I meant for everyone's individual use, not just my own.
Maybe able to "nickname" users? 
Thank you for considering my idea


----------



## sunni (Feb 3, 2021)

ÒÒlegilizeitÒÒ said:


> I meant for everyone's individual use, not just my own.
> Maybe able to "nickname" users?
> Thank you for considering my idea


its too much work sorry, its not like an easy programmable thing to do, my advice for a substitution would be to follow the users you want than you can hover over their names when you come across them and that way you will see you are following them and that you have "taged" them for your personal whatever you want


----------



## PadawanWarrior (Mar 25, 2021)

sunni said:


> its too much work sorry, its not like an easy programmable thing to do, my advice for a substitution would be to follow the users you want than you can hover over their names when you come across them and that way you will see you are following them and that you have "taged" them for your personal whatever you want


Hi Sunni. Just wondering why I was turtled. I tried to PM you, but I can't do that either for some reason.


----------



## sunni (Mar 25, 2021)

PadawanWarrior said:


> Hi Sunni. Just wondering why I was turtled. I tried to PM you, but I can't do that either for some reason.

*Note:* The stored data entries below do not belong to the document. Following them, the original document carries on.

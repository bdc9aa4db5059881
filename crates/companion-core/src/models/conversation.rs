// ABOUTME: Conversation turn records and the closed topic category set
// ABOUTME: Turns are append-only; categories are computed per message from text
//
// SPDX-License-Identifier: MIT OR Apache-2.0
// Copyright (c) 2025 Pierre Fitness Intelligence

use chrono::{DateTime, Utc};
use serde::{Deserialize, Serialize};
use std::fmt;
use std::str::FromStr;
use uuid::Uuid;

use crate::errors::AppError;

/// Which persona a turn belongs to. History is partitioned by this tag.
#[derive(Debug, Clone, Copy, PartialEq, Eq, Hash, Serialize, Deserialize)]
pub enum AgentType {
    /// The user's future self, the everyday companion persona
    #[serde(rename = "self")]
    SelfPersona,
    /// The clinical persona that medical questions are deferred to
    #[serde(rename = "doctor")]
    Doctor,
}

impl AgentType {
    /// Storage representation
    #[must_use]
    pub const fn as_str(self) -> &'static str {
        match self {
            Self::SelfPersona => "self",
            Self::Doctor => "doctor",
        }
    }
}

impl fmt::Display for AgentType {
    fn fmt(&self, f: &mut fmt::Formatter<'_>) -> fmt::Result {
        f.write_str(self.as_str())
    }
}

impl FromStr for AgentType {
    type Err = AppError;

    fn from_str(s: &str) -> Result<Self, Self::Err> {
        match s {
            "self" => Ok(Self::SelfPersona),
            "doctor" => Ok(Self::Doctor),
            other => Err(AppError::invalid_input(format!("Unknown agent type: {other}"))),
        }
    }
}

/// Who produced a turn
#[derive(Debug, Clone, Copy, PartialEq, Eq, Hash, Serialize, Deserialize)]
#[serde(rename_all = "snake_case")]
pub enum SenderRole {
    /// The human user
    User,
    /// The model speaking as the persona
    Agent,
}

impl SenderRole {
    /// Storage representation
    #[must_use]
    pub const fn as_str(self) -> &'static str {
        match self {
            Self::User => "user",
            Self::Agent => "agent",
        }
    }
}

impl fmt::Display for SenderRole {
    fn fmt(&self, f: &mut fmt::Formatter<'_>) -> fmt::Result {
        f.write_str(self.as_str())
    }
}

impl FromStr for SenderRole {
    type Err = AppError;

    fn from_str(s: &str) -> Result<Self, Self::Err> {
        match s {
            "user" => Ok(Self::User),
            "agent" => Ok(Self::Agent),
            other => Err(AppError::invalid_input(format!("Unknown sender role: {other}"))),
        }
    }
}

/// Topic bucket assigned to every message
#[derive(
    Debug, Clone, Copy, Default, PartialEq, Eq, Hash, PartialOrd, Ord, Serialize, Deserialize,
)]
#[serde(rename_all = "kebab-case")]
pub enum Category {
    /// Checkup results and their analysis
    HealthCheckup,
    /// Contributions and coverage
    SubscriptionManagement,
    /// Everyday vitals, medication and exercise
    #[default]
    DailyHealthCare,
    /// Hospitals, doctors and prescriptions
    ClinicalCare,
    /// Periodic summaries
    Report,
}

impl Category {
    /// Every category in priority order
    pub const ALL: [Self; 5] = [
        Self::HealthCheckup,
        Self::SubscriptionManagement,
        Self::DailyHealthCare,
        Self::ClinicalCare,
        Self::Report,
    ];

    /// Slug used on the wire and in storage
    #[must_use]
    pub const fn as_str(self) -> &'static str {
        match self {
            Self::HealthCheckup => "health-checkup",
            Self::SubscriptionManagement => "subscription-management",
            Self::DailyHealthCare => "daily-health-care",
            Self::ClinicalCare => "clinical-care",
            Self::Report => "report",
        }
    }

    /// Label shown in the mobile client
    #[must_use]
    pub const fn display_name(self) -> &'static str {
        match self {
            Self::HealthCheckup => "건강 검진",
            Self::SubscriptionManagement => "적립 관리",
            Self::DailyHealthCare => "일상 건강 관리",
            Self::ClinicalCare => "병원 & 진료",
            Self::Report => "리포트",
        }
    }
}

impl fmt::Display for Category {
    fn fmt(&self, f: &mut fmt::Formatter<'_>) -> fmt::Result {
        f.write_str(self.as_str())
    }
}

impl FromStr for Category {
    type Err = AppError;

    fn from_str(s: &str) -> Result<Self, Self::Err> {
        Self::ALL
            .into_iter()
            .find(|category| category.as_str() == s)
            .ok_or_else(|| AppError::invalid_input(format!("Unknown category: {s}")))
    }
}

/// One persisted message. Immutable once created.
#[derive(Debug, Clone, PartialEq, Eq, Serialize, Deserialize)]
#[serde(rename_all = "camelCase")]
pub struct ConversationTurn {
    /// Unique turn ID
    pub id: Uuid,
    /// Owning user
    pub user_id: Uuid,
    /// Persona partition
    pub agent_type: AgentType,
    /// Who produced the text
    pub sender_role: SenderRole,
    /// Message text
    pub message: String,
    /// Assigned topic
    pub category: Category,
    /// Commit time
    pub created_at: DateTime<Utc>,
}

/// A turn waiting to be appended
#[derive(Debug, Clone, PartialEq, Eq)]
pub struct NewTurn {
    /// Owning user
    pub user_id: Uuid,
    /// Persona partition
    pub agent_type: AgentType,
    /// Who produced the text
    pub sender_role: SenderRole,
    /// Message text
    pub message: String,
    /// Assigned topic
    pub category: Category,
}
// ABOUTME: Conversation route handlers for chatting with the persona and reading history
// ABOUTME: Runs the chat orchestrator, pushes replies to the user's room and groups history by topic
//
// SPDX-License-Identifier: MIT OR Apache-2.0
// Copyright (c) 2025 Pierre Fitness Intelligence

//! Conversation routes
//!
//! `POST /api/conversations` is the only entry point into the chat pipeline.
//! The reply is returned in the response body and also delivered to every
//! socket that joined the user's room.

use std::collections::BTreeMap;
use std::sync::Arc;

use axum::extract::{Path, Query, State};
use axum::routing::{get, post};
use axum::{Json, Router};
use companion_core::models::{Category, ConversationTurn};
use serde::{Deserialize, Serialize};
use tracing::debug;

use super::{parse_user_id, require, ServerResources};
use crate::auth::AuthUser;
use crate::constants::chat::HISTORY_LIMIT;
use crate::errors::AppError;
use crate::services::validate_message;
use crate::websocket::ServerFrame;

/// Chat message payload
#[derive(Debug, Clone, Default, Deserialize)]
#[serde(rename_all = "camelCase")]
pub struct SendMessageRequest {
    /// Speaking user
    pub user_id: Option<String>,
    /// Message text
    pub message: Option<String>,
}

/// Persona reply
#[derive(Debug, Clone, Serialize, Deserialize)]
pub struct SendMessageResponse {
    /// Always `true`
    pub success: bool,
    /// Reply text
    pub message: String,
}

/// History filter
#[derive(Debug, Clone, Default, Deserialize)]
pub struct HistoryQuery {
    /// Category slug, e.g. `health-checkup`
    pub category: Option<String>,
}

/// History grouped by category slug
#[derive(Debug, Clone, Serialize, Deserialize)]
pub struct HistoryResponse {
    /// Always `true`
    pub success: bool,
    /// Turns per category, newest first within each group
    pub conversations: BTreeMap<String, Vec<ConversationTurn>>,
}

/// Conversation routes implementation
pub struct ConversationRoutes;

impl ConversationRoutes {
    /// Create chat and history routes
    pub fn routes(resources: Arc<ServerResources>) -> Router {
        Router::new()
            .route("/api/conversations", post(Self::handle_send_message))
            .route(
                "/api/conversations/history/:user_id",
                get(Self::handle_history),
            )
            .with_state(resources)
    }

    async fn handle_send_message(
        State(resources): State<Arc<ServerResources>>,
        auth: AuthUser,
        Json(request): Json<SendMessageRequest>,
    ) -> Result<Json<SendMessageResponse>, AppError> {
        let user_id = parse_user_id(&require(request.user_id, "userId")?)?;
        let message = require(request.message, "message")?;
        auth.ensure_owner(user_id)?;
        validate_message(&message)?;

        let reply = resources.orchestrator.chat(user_id, &message).await?;

        let delivered = resources
            .notifications
            .notify_user(&user_id.to_string(), &ServerFrame::agent_message(reply.clone()))
            .await;
        debug!(user.id = %user_id, delivered, "Reply pushed to socket room");

        Ok(Json(SendMessageResponse {
            success: true,
            message: reply,
        }))
    }

    async fn handle_history(
        State(resources): State<Arc<ServerResources>>,
        auth: AuthUser,
        Path(user_id): Path<String>,
        Query(query): Query<HistoryQuery>,
    ) -> Result<Json<HistoryResponse>, AppError> {
        let user_id = parse_user_id(&user_id)?;
        auth.ensure_owner(user_id)?;

        let category = query
            .category
            .as_deref()
            .filter(|slug| !slug.is_empty())
            .map(str::parse::<Category>)
            .transpose()?;

        let turns = resources
            .database
            .conversation_history(user_id, category, HISTORY_LIMIT)
            .await?;

        Ok(Json(HistoryResponse {
            success: true,
            conversations: group_by_category(turns),
        }))
    }
}

/// Bucket turns by category slug, preserving their order within each bucket
#[must_use]
pub fn group_by_category(turns: Vec<ConversationTurn>) -> BTreeMap<String, Vec<ConversationTurn>> {
    let mut groups: BTreeMap<String, Vec<ConversationTurn>> = BTreeMap::new();
    for turn in turns {
        groups
            .entry(turn.category.as_str().to_owned())
            .or_default()
            .push(turn);
    }
    groups
}

#[cfg(test)]
mod tests {
    use super::*;
    use chrono::Utc;
    use companion_core::models::{AgentType, SenderRole};
    use uuid::Uuid;

    fn turn(message: &str, category: Category) -> ConversationTurn {
        ConversationTurn {
            id: Uuid::new_v4(),
            user_id: Uuid::nil(),
            agent_type: AgentType::SelfPersona,
            sender_role: SenderRole::User,
            message: message.to_owned(),
            category,
            created_at: Utc::now(),
        }
    }

    #[test]
    fn test_grouping_keeps_order_within_group() {
        let groups = group_by_category(vec![
            turn("newest", Category::Report),
            turn("middle", Category::ClinicalCare),
            turn("oldest", Category::Report),
        ]);

        assert_eq!(groups.len(), 2);
        let reports: Vec<&str> = groups["report"].iter().map(|t| t.message.as_str()).collect();
        assert_eq!(reports, ["newest", "oldest"]);
        assert_eq!(groups["clinical-care"].len(), 1);
    }
}
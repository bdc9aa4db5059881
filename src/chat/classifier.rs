// ABOUTME: Keyword-based topic classification for chat messages
// ABOUTME: Ordered rule table where the first category with a matching keyword wins
//
// SPDX-License-Identifier: MIT OR Apache-2.0
// Copyright (c) 2025 Pierre Fitness Intelligence

use companion_core::models::Category;

/// Rules evaluated top to bottom. Order encodes priority.
pub const KEYWORD_RULES: &[(Category, &[&str])] = &[
    (Category::HealthCheckup, &["검진", "건강검진", "결과", "분석"]),
    (
        Category::SubscriptionManagement,
        &["적립", "보장", "만원", "금액", "구독"],
    ),
    (
        Category::DailyHealthCare,
        &["혈압", "혈당", "약", "운동", "산책", "걸음"],
    ),
    (
        Category::ClinicalCare,
        &["병원", "의사", "진료", "처방", "닥터"],
    ),
    (Category::Report, &["리포트", "요약", "월간", "분기"]),
];

/// Assign a topic to message text.
///
/// Substring match, case-sensitive. Falls back to
/// [`Category::DailyHealthCare`] when nothing matches, including for empty text.
#[must_use]
pub fn classify(text: &str) -> Category {
    KEYWORD_RULES
        .iter()
        .find(|(_, keywords)| keywords.iter().any(|keyword| text.contains(keyword)))
        .map_or_else(Category::default, |(category, _)| *category)
}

Dunno I was on a vacation likely harassment trolling etc behavior if I can recall you do have a habit of it


----------



## PadawanWarrior (Mar 25, 2021)

sunni said:


> Dunno I was on a vacation likely harassment trolling etc behavior if I can recall you do have a habit of it


I wasn't trolling anyone. I posted in a thread called "Beating up Republicans for fun". How is it OK to have a thread like that and not expect people to respond?


----------



## bk78 (Mar 25, 2021)

PadawanWarrior said:


> I wasn't trolling anyone. I posted in a thread called "Beating up Republicans for fun". How is it OK to have a thread like that and not expect people to respond?


You’re king troll. Should be banned.


----------



## bk78 (Mar 25, 2021)

sunni said:


> Dunno I was on a vacation likely harassment trolling etc behavior if I can recall you do have a habit of it


Hope you had a great vacation. Welcome back.


----------



## sunni (Mar 26, 2021)

PadawanWarrior said:


> I wasn't trolling anyone. I posted in a thread called "Beating up Republicans for fun". How is it OK to have a thread like that and not expect people to respond?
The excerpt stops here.